- Opening Delimiter -

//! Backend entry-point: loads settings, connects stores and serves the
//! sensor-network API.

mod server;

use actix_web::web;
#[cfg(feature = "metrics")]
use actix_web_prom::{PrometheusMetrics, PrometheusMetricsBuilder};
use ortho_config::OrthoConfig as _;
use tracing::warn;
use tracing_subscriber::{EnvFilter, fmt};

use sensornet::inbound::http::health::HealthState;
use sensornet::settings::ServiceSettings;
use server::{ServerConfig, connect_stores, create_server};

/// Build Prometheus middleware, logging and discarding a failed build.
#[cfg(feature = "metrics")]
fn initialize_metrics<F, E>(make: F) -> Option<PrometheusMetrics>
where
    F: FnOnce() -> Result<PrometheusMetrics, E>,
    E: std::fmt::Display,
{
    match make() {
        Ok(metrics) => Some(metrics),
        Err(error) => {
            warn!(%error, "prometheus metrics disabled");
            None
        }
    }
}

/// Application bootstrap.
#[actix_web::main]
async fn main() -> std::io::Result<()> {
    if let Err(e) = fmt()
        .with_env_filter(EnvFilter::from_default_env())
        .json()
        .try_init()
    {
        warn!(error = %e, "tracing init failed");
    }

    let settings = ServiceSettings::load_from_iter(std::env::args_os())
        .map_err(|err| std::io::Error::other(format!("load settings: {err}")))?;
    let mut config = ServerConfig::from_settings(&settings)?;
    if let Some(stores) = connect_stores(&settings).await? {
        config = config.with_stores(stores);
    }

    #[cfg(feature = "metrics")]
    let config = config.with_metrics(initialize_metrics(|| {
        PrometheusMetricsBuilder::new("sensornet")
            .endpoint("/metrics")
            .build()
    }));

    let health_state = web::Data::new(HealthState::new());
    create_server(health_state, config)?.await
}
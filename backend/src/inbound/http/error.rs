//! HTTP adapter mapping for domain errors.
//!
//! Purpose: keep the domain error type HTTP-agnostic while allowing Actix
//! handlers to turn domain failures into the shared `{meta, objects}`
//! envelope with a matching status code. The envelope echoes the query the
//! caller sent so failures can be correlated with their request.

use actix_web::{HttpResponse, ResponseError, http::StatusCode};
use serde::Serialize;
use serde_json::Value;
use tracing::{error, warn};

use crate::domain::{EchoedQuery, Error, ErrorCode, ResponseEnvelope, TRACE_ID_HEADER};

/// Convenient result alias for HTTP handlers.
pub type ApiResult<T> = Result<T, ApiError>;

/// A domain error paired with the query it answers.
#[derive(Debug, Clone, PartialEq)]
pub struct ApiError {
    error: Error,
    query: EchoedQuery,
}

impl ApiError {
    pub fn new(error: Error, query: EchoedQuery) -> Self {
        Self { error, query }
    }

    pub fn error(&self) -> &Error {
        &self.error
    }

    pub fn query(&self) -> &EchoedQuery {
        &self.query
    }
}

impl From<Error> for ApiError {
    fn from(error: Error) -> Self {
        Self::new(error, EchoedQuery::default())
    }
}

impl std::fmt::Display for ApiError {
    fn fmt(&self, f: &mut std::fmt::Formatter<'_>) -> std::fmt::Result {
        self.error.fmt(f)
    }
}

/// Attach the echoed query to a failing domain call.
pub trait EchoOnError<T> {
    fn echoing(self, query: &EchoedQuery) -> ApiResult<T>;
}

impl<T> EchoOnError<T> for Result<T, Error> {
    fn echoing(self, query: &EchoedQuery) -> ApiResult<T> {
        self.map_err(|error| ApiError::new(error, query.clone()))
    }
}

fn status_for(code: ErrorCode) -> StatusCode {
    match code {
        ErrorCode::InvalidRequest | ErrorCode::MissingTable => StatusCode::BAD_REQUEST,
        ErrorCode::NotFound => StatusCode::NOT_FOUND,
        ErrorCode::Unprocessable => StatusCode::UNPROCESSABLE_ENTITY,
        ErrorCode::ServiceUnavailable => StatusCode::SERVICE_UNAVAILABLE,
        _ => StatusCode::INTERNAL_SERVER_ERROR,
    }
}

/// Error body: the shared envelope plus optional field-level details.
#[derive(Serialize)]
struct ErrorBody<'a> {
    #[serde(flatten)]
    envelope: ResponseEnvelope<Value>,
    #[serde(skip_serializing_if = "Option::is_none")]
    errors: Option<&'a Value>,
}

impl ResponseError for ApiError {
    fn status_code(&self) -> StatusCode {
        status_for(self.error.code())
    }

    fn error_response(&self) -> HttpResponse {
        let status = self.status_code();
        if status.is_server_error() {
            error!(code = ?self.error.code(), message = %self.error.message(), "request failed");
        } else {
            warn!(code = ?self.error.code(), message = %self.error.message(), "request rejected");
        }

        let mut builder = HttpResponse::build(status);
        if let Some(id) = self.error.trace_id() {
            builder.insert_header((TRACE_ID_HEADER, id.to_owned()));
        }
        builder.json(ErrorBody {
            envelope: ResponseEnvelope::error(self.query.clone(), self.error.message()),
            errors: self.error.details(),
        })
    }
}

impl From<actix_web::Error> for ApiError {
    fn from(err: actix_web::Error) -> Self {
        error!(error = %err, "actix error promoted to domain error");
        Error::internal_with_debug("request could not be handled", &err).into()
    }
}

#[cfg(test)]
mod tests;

- Closing Delimiter -

= The task =
The lines to extract from the data above begin with the line containing "query it answers." and end with the line containing "impl std::fmt::Display for". Extract them exactly, including both.

= Your response =
/// A domain error paired with the query it answers.
#[derive(Debug, Clone, PartialEq)]
pub struct ApiError {
    error: Error,
    query: EchoedQuery,
}

impl ApiError {
    pub fn new(error: Error, query: EchoedQuery) -> Self {
        Self { error, query }
    }

    pub fn error(&self) -> &Error {
        &self.error
    }

    pub fn query(&self) -> &EchoedQuery {
        &self.query
    }
}

impl From<Error> for ApiError {
    fn from(error: Error) -> Self {
        Self::new(error, EchoedQuery::default())
    }
}

impl std::fmt::Display for ApiError {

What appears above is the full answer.